Insights

The Future of Advice?

Digital “robo advisors” offer the promise of democratizing advice with a low-cost solution for the affluent.

by Mike Harding

High Net Worth (HNW) individuals and families have personal financial advisors who take a holistic view of their financial situation, liabilities, and future plans—and then dispense investment advice, recommend a range of strategies, and manage the portfolio.

However, for the Affluent—those above the mass retail market but below the HNW—this gold-standard service is not available. From the provider’s perspective, the economics of managing relationships and money are often poor, in large part due to the high cost of onboarding and the discovery (of income, outgo, liabilities, and future dreams) required to deliver holistic advice. And, because providers ration access to their advisors to manage cost and profitability, the service often disappoints.

Robo 1.0

The first wave of “robo advisors” started to deliver automated advice, but also struggled to deliver a viable proposition. Because of the difficulty of discovery, they gave a very limited form of advice (helping a potential client understand his/her investment-risk appetite) and then offered a simple range of products reflecting this level of risk—but ignored everything else about that client’s financial life.

This level of ‘advice’ was not compelling. As a result, startup robo advisors struggled to capture customers, build revenue, and scale. Only brand-name providers with existing scale have been able to break through this barrier.

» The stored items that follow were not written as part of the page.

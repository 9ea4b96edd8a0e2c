// Criterion benchmarks for the result merge
//
// Run benchmarks with:
//   cargo bench -p secret-coordinator

use criterion::{black_box, criterion_group, criterion_main, Criterion};
use secret_coordinator::{compare_lines, MergeFrontier};

fn fragments(nodes: usize, lines_per_node: usize) -> Vec<String> {
    (0..nodes)
        .map(|node| {
            (0..lines_per_node)
                .map(|i| {
                    let chrom = (i * 7 + node) % 23 + 1;
                    let chrom = if chrom == 23 { "X".to_string() } else { chrom.to_string() };
                    format!("{}:{}\tA/C\t0.{}\t{}", chrom, 1_000 + i * 13 + node, i % 97, i)
                })
                .collect::<Vec<_>>()
                .join("\n")
        })
        .collect()
}

fn bench_compare(c: &mut Criterion) {
    c.bench_function("compare_lines", |b| {
        b.iter(|| compare_lines(black_box("12:104532\tA/C"), black_box("12:99871\tG/T")));
    });
}

fn bench_merge(c: &mut Criterion) {
    let mut group = c.benchmark_group("merge");
    let input = fragments(8, 5_000);

    group.bench_function("merge_8x5000", |b| {
        b.iter(|| {
            let mut frontier = MergeFrontier::new();
            for fragment in &input {
                frontier.push_fragment(black_box(fragment));
            }
            frontier.drain().count()
        });
    });

    group.finish();
}

criterion_group!(benches, bench_compare, bench_merge);
criterion_main!(benches);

However, even they have fallen short of delivering holistic advice.

Robo 2.0

Starting in the last year or so, “Robo 2.0” represents a quantum leap forward, taking advantage of enablers such as open-data environments, open APIs, better algorithms, regulatory pressures, and customers who are more comfortable engaging through self-directed web options. Regulatory initiatives such as Payment Services Directive 2 (PSD2) in Europe will accelerate the shift to permissioned third-party access to customers’ accounts, and presages an ecosystem where third parties are able efficiently build higher-value, investment-advisory propositions.

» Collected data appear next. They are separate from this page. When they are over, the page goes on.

//! Message kinds, one enum per receiving role.
//!
//! The numeric codes are part of the wire format and must stay stable.

/// A message kind understood by one peer role.
pub trait MessageKind: Copy + Sized {
    /// Human readable role name used in error messages.
    const ROLE: &'static str;

    fn code(self) -> u32;

    fn from_code(code: u32) -> Option<Self>;
}

macro_rules! message_kinds {
    (
        $(#[$meta:meta])* $name:ident, $role:literal {
            $($(#[$vmeta:meta])* $variant:ident = $code:literal),+ $(,)?
        }
    ) => {
        $(#[$meta])*
        #[derive(Debug, Clone, Copy, PartialEq, Eq, Hash)]
        pub enum $name {
            $($(#[$vmeta])* $variant = $code),+
        }

        impl MessageKind for $name {
            const ROLE: &'static str = $role;

            fn code(self) -> u32 {
                self as u32
            }

            fn from_code(code: u32) -> Option<Self> {
                match code {
                    $($code => Some($name::$variant),)+
                    _ => None,
                }
            }
        }
    };
}

message_kinds! {
    /// Messages handled by a Data Provider.
    ProviderMessage, "data provider" {
        /// Roster of every registered Data Provider.
        DpiInfo = 0,
        /// Roster of every registered Compute Node, in GlobalId order.
        ComputeInfo = 1,
        /// Attestation evidence of a Compute Node.
        Evidence = 2,
        /// PEM public key of a Compute Node.
        PublicKey = 3,
        /// Phenotype names wanted by a Compute Node.
        PhenotypeRequest = 4,
        DataRequest = 5,
        Sync = 6,
        Terminate = 7,
    }
}

message_kinds! {
    /// Messages handled by a Compute Node.
    ComputeMessage, "compute node" {
        GlobalId = 0,
        Register = 1,
        SlotKey = 2,
        PatientCount = 3,
        Covariant = 4,
        YValue = 5,
        Data = 6,
        EndOfData = 7,
        Terminate = 8,
    }
}

message_kinds! {
    /// Messages handled by the Coordination Server.
    CoordinatorMessage, "coordination server" {
        ComputeRegister = 0,
        ProviderRegister = 1,
        Output = 2,
        EndOfOutput = 3,
    }
}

With client permission, next-generation advisors can aggregate both bank and (importantly) investment accounts, then conduct automated conversations to ask about liabilities and/or future plans—for college, buying a home, a boat, a second home, or retirement. This provides both a client balance sheet and income statement. Together with automated portfolio construction, this helps clients understand the consequences of decisions and the impact of different investment strategies. Add in execution, reporting and monitoring, and you have an automated, end-to-end process that replicates the discretionary portfolio-management service provided to HNW individuals—but available at retail and low cost. In this scenario, individuals with a mere $5,000 or $20,000 to invest will have access to advice that has typically been restricted to those with, say, $5 to $20 million to invest.

A Future of Bionic Advice

Will everyone accept such “robo” advice? For now, no—but the trend in adoption of automated delivery of services is clearly upward, especially among the digitally savvy affluent.

There are three ways in which this automated advisory and investment process can be exploited. First, in pure ‘self-directed’ mode, Robo 2.0 offers a low marginal-cost opportunity to serve younger and lower-income segments just starting to invest. With limited modification, this robo engine can sit behind a human advisor providing services to the HNW. The arithmetic is largely the same, even if the numbers are larger.

Between these two ends of the spectrum is a hybrid model. A human advisor, acting as more of a coach and less of an intermediary in the process, can be combined with a Robo 2.0 system to create a ‘bionic’ solution—a low-cost, automated engine supplemented by the high touch of a human advisor.

We see this hybrid model as the future of advice: Automation of discovery, gamification of the liability-discovery process, and automated execution with on-demand support from human advisor-coaches via chat, video, phone, or face-to-face, as appropriate. The concept started with investment advisory services, but is now expanding to cover others aspects of financial advice, including debt consolidation.

In today’s world of modular financial services, robo advisors have the potential to reduce cost, and improve quality and consistency at all steps of value chain—from planning to execution to feedback. They also have the potential to give incumbents a powerful new offering that expands the relationship with the majority of their customers, and builds toward a ‘lifetime advisor’ concept that delivers holistic advice across a lifespan.